# DIRECTIONS FOR THIS TASK
What you return must match the listing below word for word.

# INFORMATION
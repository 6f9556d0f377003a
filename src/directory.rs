use crate::types::{PeerAddress, PeerId};
use std::collections::HashMap;

/// The fixed universe of sibling nodes and how to reach them.
///
/// Candidates are `<prefix>1 ..= <prefix>N` without the local node. An
/// address is `<id>:<discovery_port>` unless an explicit override exists.
#[derive(Clone, Debug)]
pub struct PeerDirectory {
    local: PeerId,
    candidates: Vec<PeerId>,
    discovery_port: u16,
    overrides: HashMap<PeerId, PeerAddress>,
}

impl PeerDirectory {
    pub fn new(
        local: PeerId,
        prefix: &str,
        cluster_size: u16,
        discovery_port: u16,
        overrides: impl IntoIterator<Item = (PeerId, PeerAddress)>,
    ) -> Self {
        let candidates = (1..=cluster_size)
            .map(|i| PeerId(format!("{}{}", prefix, i)))
            .filter(|id| *id != local)
            .collect();

        Self {
            local,
            candidates,
            discovery_port,
            overrides: overrides.into_iter().collect(),
        }
    }

    pub fn local(&self) -> &PeerId {
        &self.local
    }

    pub fn candidates(&self) -> &[PeerId] {
        &self.candidates
    }

    pub fn resolve(&self, id: &PeerId) -> PeerAddress {
        self.overrides
            .get(id)
            .cloned()
            .unwrap_or_else(|| PeerAddress::new(id.as_str(), self.discovery_port))
    }
}
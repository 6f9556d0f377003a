//! Wire types for the `neighbor.NeighborService` streaming RPC.
//!
//! The client and server stubs are generated by `build.rs`.

/// A single heartbeat frame exchanged in both directions of a stream.
#[derive(Clone, PartialEq, ::prost::Message)]
pub struct Message {
    #[prost(string, tag = "1")]
    pub sender: ::prost::alloc::string::String,
    #[prost(string, tag = "2")]
    pub content: ::prost::alloc::string::String,
    /// Unix seconds.
    #[prost(int64, tag = "3")]
    pub timestamp: i64,
}

impl Message {
    pub fn new(sender: impl Into<String>, content: impl Into<String>) -> Self {
        Self {
            sender: sender.into(),
            content: content.into(),
            timestamp: chrono::Utc::now().timestamp(),
        }
    }

    /// Acknowledgment for `self`, sent back by the inbound handler.
    pub fn ack(&self, sender: impl Into<String>) -> Self {
        Self::new(sender, format!("ACK: {}", self.content))
    }
}

include!(concat!(env!("OUT_DIR"), "/neighbor.NeighborService.rs"));

#[cfg(test)]
mod tests {
    use super::*;

    #[test]
    fn test_ack_prefixes_content_and_replaces_sender() {
        let original = Message::new("service1", "Zx81kq0PaB");
        let ack = original.ack("service2");

        assert_eq!(ack.sender, "service2");
        assert_eq!(ack.content, "ACK: Zx81kq0PaB");
        assert!(ack.timestamp >= original.timestamp);
        // input is untouched
        assert_eq!(original.sender, "service1");
        assert_eq!(original.content, "Zx81kq0PaB");
    }
}
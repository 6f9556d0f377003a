use futures_util::Stream;
use futures_util::StreamExt;
use std::pin::Pin;
use tokio_util::sync::CancellationToken;

/// Await the next item from a stream or the node's shutdown signal.
///
/// - Returns `Ok(Some(item))` when the stream yields
/// - Returns `Ok(None)` when the stream ends
/// - Returns `Err(())` on shutdown
pub async fn select_stream_or_shutdown<T>(
    mut stream: Pin<&mut (dyn Stream<Item = T> + Send)>,
    shutdown: &CancellationToken,
) -> Result<Option<T>, ()> {
    tokio::select! {
        biased;
        _ = shutdown.cancelled() => Err(()),
        item = stream.next() => Ok(item),
    }
}
//! Periodic reachability probing of every candidate peer.
//!
//! A probe is a bare TCP connect that is closed immediately. It is
//! independent of the RPC stream: a peer that stops answering probes is torn
//! down even if its stream still looks healthy.

use crate::mesh::Mesh;
use crate::table::Reachability;
use crate::types::{PeerAddress, PeerId};
use futures_util::future::join_all;
use std::io;
use std::time::Duration;
use tokio::net::TcpStream;
use tokio::time::{self, MissedTickBehavior};
use tracing::{debug, info};

/// Whether something accepts TCP connections at `address` within `timeout`.
pub async fn probe(address: &PeerAddress, timeout: Duration) -> io::Result<()> {
    let stream = time::timeout(timeout, TcpStream::connect(address.as_str()))
        .await
        .map_err(|_| io::Error::new(io::ErrorKind::TimedOut, "probe timed out"))??;
    drop(stream);
    Ok(())
}

/// Outcome of one discovery pass.
#[derive(Clone, Debug, Default, PartialEq, Eq)]
pub struct DiscoveryReport {
    pub discovered: Vec<PeerId>,
    /// Known but unconnected peers handed to a new connector.
    pub retried: Vec<PeerId>,
    pub lost: Vec<PeerId>,
    pub neighbors: usize,
}

impl Mesh {
    /// Probe all candidates concurrently, then apply the results in
    /// candidate order.
    pub async fn discover_once(&self) -> DiscoveryReport {
        let timeout = self.config.probe_timeout;
        let probes = self.directory.candidates().iter().map(|peer| {
            let address = self.directory.resolve(peer);
            async move {
                let result = probe(&address, timeout).await;
                (peer.clone(), address, result)
            }
        });
        let results = join_all(probes).await;

        let mut report = DiscoveryReport::default();
        for (peer, address, result) in results {
            match result {
                Ok(()) => {
                    let reachability = self.table.mark_reachable(&peer, address.clone()).await;
                    match reachability {
                        Reachability::Inserted => {
                            info!(peer = %peer, address = %address, "New neighbor discovered");
                            report.discovered.push(peer.clone());
                        }
                        Reachability::Idle => {
                            debug!(peer = %peer, address = %address, "Retrying connection to neighbor");
                            report.retried.push(peer.clone());
                        }
                        Reachability::Known => {}
                    }

                    if reachability.needs_connector() {
                        let mesh = self.clone();
                        self.tracker.spawn(async move { mesh.connect_peer(peer).await });
                    }
                }
                Err(e) => {
                    debug!(peer = %peer, address = %address, error = %e, "Neighbor not available");
                    if self.handle_failure(&peer).await {
                        report.lost.push(peer);
                    }
                }
            }
        }

        report.neighbors = self.table.len().await;
        info!(neighbors = report.neighbors, "Discovery complete");
        report
    }

    pub async fn run_discovery_loop(self) {
        // First tick fires immediately.
        let mut ticker = time::interval(self.config.discovery_interval);
        ticker.set_missed_tick_behavior(MissedTickBehavior::Delay);

        loop {
            tokio::select! {
                _ = self.shutdown.cancelled() => {
                    info!("Discovery loop: shutdown signal received");
                    break;
                }
                _ = ticker.tick() => {
                    info!("Discovering neighbors");
                    self.discover_once().await;
                }
            }
        }
    }
}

# RESPONSE TO THE TASK
repository 6f9556d0f377003a
filename src/directory.rs
use crate::types::{PeerAddress, PeerId};
use std::collections::HashMap;

/// The fixed universe of sibling nodes and how to reach them.
///
/// Candidates are `<prefix>1 ..= <prefix>N` without the local node. An
/// address is `<id>:<discovery_port>` unless an explicit override exists.
#[derive(Clone, Debug)]
pub struct PeerDirectory {
    local: PeerId,
    candidates: Vec<PeerId>,
    discovery_port: u16,
    overrides: HashMap<PeerId, PeerAddress>,
}

impl PeerDirectory {
    pub fn new(
        local: PeerId,
        prefix: &str,
        cluster_size: u16,
        discovery_port: u16,
        overrides: impl IntoIterator<Item = (PeerId, PeerAddress)>,
    ) -> Self {
        let candidates = (1..=cluster_size)
            .map(|i| PeerId(format!("{}{}", prefix, i)))
            .filter(|id| *id != local)
            .collect();

        Self {
            local,
            candidates,
            discovery_port,
            overrides: overrides.into_iter().collect(),
        }
    }

    pub fn local(&self) -> &PeerId {
        &self.local
    }

    pub fn candidates(&self) -> &[PeerId] {
        &self.candidates
    }

    pub fn resolve(&self, id: &PeerId) -> PeerAddress {
        self.overrides
            .get(id)
            .cloned()
            .unwrap_or_else(|| PeerAddress::new(id.as_str(), self.discovery_port))
    }
}
repository 6f9556d0f377003a
//! Wire types for the `neighbor.NeighborService` streaming RPC.
//!
//! The client and server stubs are generated by `build.rs`.

/// A single heartbeat frame exchanged in both directions of a stream.
#[derive(Clone, PartialEq, ::prost::Message)]
pub struct Message {
    #[prost(string, tag = "1")]
    pub sender: ::prost::alloc::string::String,
    #[prost(string, tag = "2")]
    pub content: ::prost::alloc::string::String,
    /// Unix seconds.
    #[prost(int64, tag = "3")]
    pub timestamp: i64,
}

impl Message {
    pub fn new(sender: impl Into<String>, content: impl Into<String>) -> Self {
        Self {
            sender: sender.into(),
            content: content.into(),
            timestamp: chrono::Utc::now().timestamp(),
        }
    }

    /// Acknowledgment for `self`, sent back by the inbound handler.
    pub fn ack(&self, sender: impl Into<String>) -> Self {
        Self::new(sender, format!("ACK: {}", self.content))
    }
}

include!(concat!(env!("OUT_DIR"), "/neighbor.NeighborService.rs"));

#[cfg(test)]
mod tests {
    use super::*;

    #[test]
    fn test_ack_prefixes_content_and_replaces_sender() {
        let original = Message::new("service1", "Zx81kq0PaB");
        let ack = original.ack("service2");

        assert_eq!(ack.sender, "service2");
        assert_eq!(ack.content, "ACK: Zx81kq0PaB");
        assert!(ack.timestamp >= original.timestamp);
        // input is untouched
        assert_eq!(original.sender, "service1");
        assert_eq!(original.content, "Zx81kq0PaB");
    }
}
repository 6f9556d0f377003a
use futures_util::Stream;
use futures_util::StreamExt;
use std::pin::Pin;
use tokio_util::sync::CancellationToken;

/// Await the next item from a stream or the node's shutdown signal.
///
/// - Returns `Ok(Some(item))` when the stream yields
/// - Returns `Ok(None)` when the stream ends
/// - Returns `Err(())` on shutdown
pub async fn select_stream_or_shutdown<T>(
    mut stream: Pin<&mut (dyn Stream<Item = T> + Send)>,
    shutdown: &CancellationToken,
) -> Result<Option<T>, ()> {
    tokio::select! {
        biased;
        _ = shutdown.cancelled() => Err(()),
        item = stream.next() => Ok(item),
    }
}
//! Periodic reachability probing of every candidate peer.
//!
//! A probe is a bare TCP connect that is closed immediately. It is
//! independent of the RPC stream: a peer that stops answering probes is torn
//! down even if its stream still looks healthy.

use crate::mesh::Mesh;
use crate::table::Reachability;
use crate::types::{PeerAddress, PeerId};
use futures_util::future::join_all;
use std::io;
use std::time::Duration;
use tokio::net::TcpStream;
use tokio::time::{self, MissedTickBehavior};
use tracing::{debug, info};

/// Whether something accepts TCP connections at `address` within `timeout`.
pub async fn probe(address: &PeerAddress, timeout: Duration) -> io::Result<()> {
    let stream = time::timeout(timeout, TcpStream::connect(address.as_str()))
        .await
        .map_err(|_| io::Error::new(io::ErrorKind::TimedOut, "probe timed out"))??;
    drop(stream);
    Ok(())
}

/// Outcome of one discovery pass.
#[derive(Clone, Debug, Default, PartialEq, Eq)]
pub struct DiscoveryReport {
    pub discovered: Vec<PeerId>,
    /// Known but unconnected peers handed to a new connector.
    pub retried: Vec<PeerId>,
    pub lost: Vec<PeerId>,
    pub neighbors: usize,
}

impl Mesh {
    /// Probe all candidates concurrently, then apply the results in
    /// candidate order.
    pub async fn discover_once(&self) -> DiscoveryReport {
        let timeout = self.config.probe_timeout;
        let probes = self.directory.candidates().iter().map(|peer| {
            let address = self.directory.resolve(peer);
            async move {
                let result = probe(&address, timeout).await;
                (peer.clone(), address, result)
            }
        });
        let results = join_all(probes).await;

        let mut report = DiscoveryReport::default();
        for (peer, address, result) in results {
            match result {
                Ok(()) => {
                    let reachability = self.table.mark_reachable(&peer, address.clone()).await;
                    match reachability {
                        Reachability::Inserted => {
                            info!(peer = %peer, address = %address, "New neighbor discovered");
                            report.discovered.push(peer.clone());
                        }
                        Reachability::Idle => {
                            debug!(peer = %peer, address = %address, "Retrying connection to neighbor");
                            report.retried.push(peer.clone());
                        }
                        Reachability::Known => {}
                    }

                    if reachability.needs_connector() {
                        let mesh = self.clone();
                        self.tracker.spawn(async move { mesh.connect_peer(peer).await });
                    }
                }
                Err(e) => {
                    debug!(peer = %peer, address = %address, error = %e, "Neighbor not available");
                    if self.handle_failure(&peer).await {
                        report.lost.push(peer);
                    }
                }
            }
        }

        report.neighbors = self.table.len().await;
        info!(neighbors = report.neighbors, "Discovery complete");
        report
    }

    pub async fn run_discovery_loop(self) {
        // First tick fires immediately.
        let mut ticker = time::interval(self.config.discovery_interval);
        ticker.set_missed_tick_behavior(MissedTickBehavior::Delay);

        loop {
            tokio::select! {
                _ = self.shutdown.cancelled() => {
                    info!("Discovery loop: shutdown signal received");
                    break;
                }
                _ = ticker.tick() => {
                    info!("Discovering neighbors");
                    self.discover_once().await;
                }
            }
        }
    }
}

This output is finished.